BEGIN DATA UNDER STUDY

// =============================================================================
// Standard concepts
// =============================================================================

const STANDARD_CONCEPTS: &[CatalogRow] = &[
    // Income statement
    (
        "revenue",
        "Revenue",
        "Total revenue from all sources",
        IncomeStatement,
        &[
            // Current consolidated tags, then ASC 606 era, then pre-2018
            "Revenues",
            "RevenueFromContractWithCustomerExcludingAssessedTax",
            "RevenueFromContractWithCustomerIncludingAssessedTax",
            "SalesRevenueNet",
            "SalesRevenueServicesNet",
            "SalesRevenueGoodsNet",
            "SalesRevenueServicesGross",
            "TotalRevenuesAndOtherIncome",
            "NetRevenues",
            // Banks
            "RevenuesNetOfInterestExpense",
        ],
    ),
    (
        "cost_of_revenue",
        "Cost of Revenue",
        "Direct costs of producing goods/services sold",
        IncomeStatement,
        &[
            "CostOfRevenue",
            "CostOfGoodsAndServicesSold",
            "CostOfGoodsSold",
            "CostOfServices",
        ],
    ),
    (
        "gross_profit",
        "Gross Profit",
        "Revenue minus cost of revenue",
        IncomeStatement,
        &["GrossProfit"],
    ),
    (
        "operating_expenses",
        "Operating Expenses",
        "Total operating expenses (R&D, SG&A, etc.)",
        IncomeStatement,
        &[
            "OperatingExpenses",
            "CostsAndExpenses",
            "OperatingCostsAndExpenses",
        ],
    ),
    (
        "research_and_development",
        "R&D Expense",
        "Research and development costs",
        IncomeStatement,
        &[
            "ResearchAndDevelopmentExpense",
            "ResearchAndDevelopmentExpenseExcludingAcquiredInProcessCost",
        ],
    ),
    (
        "sga_expense",
        "SG&A Expense",
        "Selling, general & administrative expenses",
        IncomeStatement,
        &[
            "SellingGeneralAndAdministrativeExpense",
            "SellingAndMarketingExpense",
            "GeneralAndAdministrativeExpense",
        ],
    ),
    (
        "operating_income",
        "Operating Income",
        "Profit from core operations (EBIT proxy)",
        IncomeStatement,
        &[
            "OperatingIncomeLoss",
            "IncomeLossFromContinuingOperationsBeforeIncomeTaxesExtraordinaryItemsNoncontrollingInterest",
        ],
    ),
    (
        "net_income",
        "Net Income",
        "Bottom line profit attributable to shareholders",
        IncomeStatement,
        &[
            "NetIncomeLoss",
            "NetIncomeLossAvailableToCommonStockholdersBasic",
            "NetIncomeLossAttributableToParent",
            "ProfitLoss",
        ],
    ),
    (
        "eps_basic",
        "EPS (Basic)",
        "Earnings per share - basic",
        IncomeStatement,
        &["EarningsPerShareBasic"],
    ),
    (
        "eps_diluted",
        "EPS (Diluted)",
        "Earnings per share - diluted",
        IncomeStatement,
        &["EarningsPerShareDiluted"],
    ),
    (
        "shares_outstanding",
        "Shares Outstanding",
        "Weighted average shares outstanding",
        IncomeStatement,
        &[
            "WeightedAverageNumberOfSharesOutstandingBasic",
            "CommonStockSharesOutstanding",
            "WeightedAverageNumberOfDilutedSharesOutstanding",
        ],
    ),
    // Balance sheet
    (
        "total_assets",
        "Total Assets",
        "Sum of all assets",
        BalanceSheet,
        &["Assets"],
    ),
    (
        "current_assets",
        "Current Assets",
        "Assets expected to convert to cash within 1 year",
        BalanceSheet,
        &["AssetsCurrent"],
    ),
    (
        "cash",
        "Cash & Equivalents",
        "Cash and cash equivalents",
        BalanceSheet,
        &[
            "CashAndCashEquivalentsAtCarryingValue",
            "Cash",
            "CashCashEquivalentsRestrictedCashAndRestrictedCashEquivalents",
        ],
    ),
    (
        "short_term_investments",
        "Short-Term Investments",
        "Marketable securities and short-term investments",
        BalanceSheet,
        &[
            "ShortTermInvestments",
            "MarketableSecuritiesCurrent",
            "AvailableForSaleSecuritiesDebtSecuritiesCurrent",
        ],
    ),
    (
        "accounts_receivable",
        "Accounts Receivable",
        "Money owed by customers",
        BalanceSheet,
        &[
            "AccountsReceivableNetCurrent",
            "AccountsReceivableNet",
            "ReceivablesNetCurrent",
        ],
    ),
    (
        "inventory",
        "Inventory",
        "Goods held for sale",
        BalanceSheet,
        &["InventoryNet", "Inventory", "InventoryFinishedGoods"],
    ),
    (
        "property_plant_equipment",
        "PP&E (Net)",
        "Property, plant & equipment net of depreciation",
        BalanceSheet,
        &["PropertyPlantAndEquipmentNet"],
    ),
    (
        "goodwill",
        "Goodwill",
        "Premium paid in acquisitions over fair value",
        BalanceSheet,
        &["Goodwill"],
    ),
    (
        "intangible_assets",
        "Intangible Assets",
        "Non-physical assets (patents, trademarks, etc.)",
        BalanceSheet,
        &[
            "IntangibleAssetsNetExcludingGoodwill",
            "FiniteLivedIntangibleAssetsNet",
        ],
    ),
    (
        "total_liabilities",
        "Total Liabilities",
        "Sum of all liabilities",
        BalanceSheet,
        &["Liabilities"],
    ),
    (
        "current_liabilities",
        "Current Liabilities",
        "Obligations due within 1 year",
        BalanceSheet,
        &["LiabilitiesCurrent"],
    ),
    (
        "accounts_payable",
        "Accounts Payable",
        "Money owed to suppliers",
        BalanceSheet,
        &[
            "AccountsPayableCurrent",
            "AccountsPayableAndAccruedLiabilitiesCurrent",
        ],
    ),
    (
        "long_term_debt",
        "Long-Term Debt",
        "Debt obligations due after 1 year",
        BalanceSheet,
        &[
            "LongTermDebtNoncurrent",
            "LongTermDebt",
            "LongTermDebtAndCapitalLeaseObligations",
        ],
    ),
    (
        "total_debt",
        "Total Debt",
        "All debt (short + long term)",
        BalanceSheet,
        &[
            "DebtLongtermAndShorttermCombinedAmount",
            "LongTermDebtAndCapitalLeaseObligations",
        ],
    ),
    (
        "total_equity",
        "Total Equity",
        "Shareholders' equity (book value)",
        BalanceSheet,
        &[
            "StockholdersEquity",
            "StockholdersEquityIncludingPortionAttributableToNoncontrollingInterest",
            "Equity",
        ],
    ),
    (
        "retained_earnings",
        "Retained Earnings",
        "Accumulated profits not paid as dividends",
        BalanceSheet,
        &["RetainedEarningsAccumulatedDeficit"],
    ),
    // Cash flow
    (
        "operating_cash_flow",
        "Operating Cash Flow",
        "Cash generated from core business operations",
        CashFlow,
        &["NetCashProvidedByUsedInOperatingActivities"],
    ),
    (
        "depreciation_amortization",
        "D&A",
        "Depreciation and amortization (non-cash)",
        CashFlow,
        &[
            "DepreciationDepletionAndAmortization",
            "DepreciationAndAmortization",
            "Depreciation",
        ],
    ),
    (
        "stock_based_compensation",
        "Stock-Based Comp",
        "Non-cash compensation expense",
        CashFlow,
        &[
            "ShareBasedCompensation",
            "StockIssuedDuringPeriodValueShareBasedCompensation",
            "AllocatedShareBasedCompensationExpense",
        ],
    ),
    (
        "investing_cash_flow",
        "Investing Cash Flow",
        "Cash used for investments (CapEx, acquisitions)",
        CashFlow,
        &["NetCashProvidedByUsedInInvestingActivities"],
    ),
    (
        "capex",
        "Capital Expenditures",
        "Cash spent on property, plant & equipment",
        CashFlow,
        &[
            "PaymentsToAcquirePropertyPlantAndEquipment",
            "CapitalExpendituresIncurredButNotYetPaid",
        ],
    ),
    (
        "acquisitions",
        "Acquisitions",
        "Cash spent acquiring businesses",
        CashFlow,
        &[
            "PaymentsToAcquireBusinessesNetOfCashAcquired",
            "PaymentsToAcquireBusinessesGross",
        ],
    ),
    (
        "financing_cash_flow",
        "Financing Cash Flow",
        "Cash from/to shareholders and creditors",
        CashFlow,
        &["NetCashProvidedByUsedInFinancingActivities"],
    ),
    (
        "dividends_paid",
        "Dividends Paid",
        "Cash dividends paid to shareholders",
        CashFlow,
        &[
            "PaymentsOfDividendsCommonStock",
            "PaymentsOfDividends",
            "DividendsCash",
        ],
    ),
    (
        "share_repurchases",
        "Share Repurchases",
        "Cash spent buying back stock",
        CashFlow,
        &[
            "PaymentsForRepurchaseOfCommonStock",
            "PaymentsForRepurchaseOfEquity",
        ],
    ),
];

END DATA UNDER STUDY

# WORK TO COMPLETE:
Determine how many lines of the entries hold "Money", and reply with that number only.

# RESPONSE TO THIS EXERCISE:
2